◆ WHAT THE TASK ASKS:
What lines of the data below hold the string "this"? Copy each one.

[Collected data]

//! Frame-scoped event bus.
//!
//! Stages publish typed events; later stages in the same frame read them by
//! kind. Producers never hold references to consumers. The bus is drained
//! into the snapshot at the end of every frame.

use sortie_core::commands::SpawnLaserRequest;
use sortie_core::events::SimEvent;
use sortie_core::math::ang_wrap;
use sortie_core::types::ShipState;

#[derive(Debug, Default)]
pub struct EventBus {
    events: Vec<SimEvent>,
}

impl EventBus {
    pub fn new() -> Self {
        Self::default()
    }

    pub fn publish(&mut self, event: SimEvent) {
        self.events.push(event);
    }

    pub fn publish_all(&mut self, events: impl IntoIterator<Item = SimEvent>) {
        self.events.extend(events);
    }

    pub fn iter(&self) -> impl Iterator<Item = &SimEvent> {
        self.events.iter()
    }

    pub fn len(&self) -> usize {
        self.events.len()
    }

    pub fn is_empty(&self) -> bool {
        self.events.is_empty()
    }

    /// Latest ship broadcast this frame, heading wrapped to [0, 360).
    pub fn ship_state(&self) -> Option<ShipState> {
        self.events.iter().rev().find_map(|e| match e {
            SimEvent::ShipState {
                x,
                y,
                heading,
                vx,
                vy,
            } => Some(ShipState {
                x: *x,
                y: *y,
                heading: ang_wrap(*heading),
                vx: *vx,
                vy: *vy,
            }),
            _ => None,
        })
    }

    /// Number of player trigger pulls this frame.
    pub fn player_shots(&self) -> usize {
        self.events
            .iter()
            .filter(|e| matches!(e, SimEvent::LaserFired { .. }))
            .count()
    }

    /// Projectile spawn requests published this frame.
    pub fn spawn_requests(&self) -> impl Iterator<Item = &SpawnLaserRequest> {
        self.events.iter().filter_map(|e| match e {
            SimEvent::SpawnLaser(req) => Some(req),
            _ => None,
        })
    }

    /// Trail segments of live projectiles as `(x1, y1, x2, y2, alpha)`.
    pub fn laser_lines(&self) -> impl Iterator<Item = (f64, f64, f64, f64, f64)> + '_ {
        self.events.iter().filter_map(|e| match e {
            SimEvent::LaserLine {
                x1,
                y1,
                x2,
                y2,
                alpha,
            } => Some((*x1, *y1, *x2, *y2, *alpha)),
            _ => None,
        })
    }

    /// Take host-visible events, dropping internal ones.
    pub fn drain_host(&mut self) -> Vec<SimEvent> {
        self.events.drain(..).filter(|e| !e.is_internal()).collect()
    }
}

◆ EXERCISE SOLUTION:
    /// Latest ship broadcast this frame, heading wrapped to [0, 360).
    /// Number of player trigger pulls this frame.
    /// Projectile spawn requests published this frame.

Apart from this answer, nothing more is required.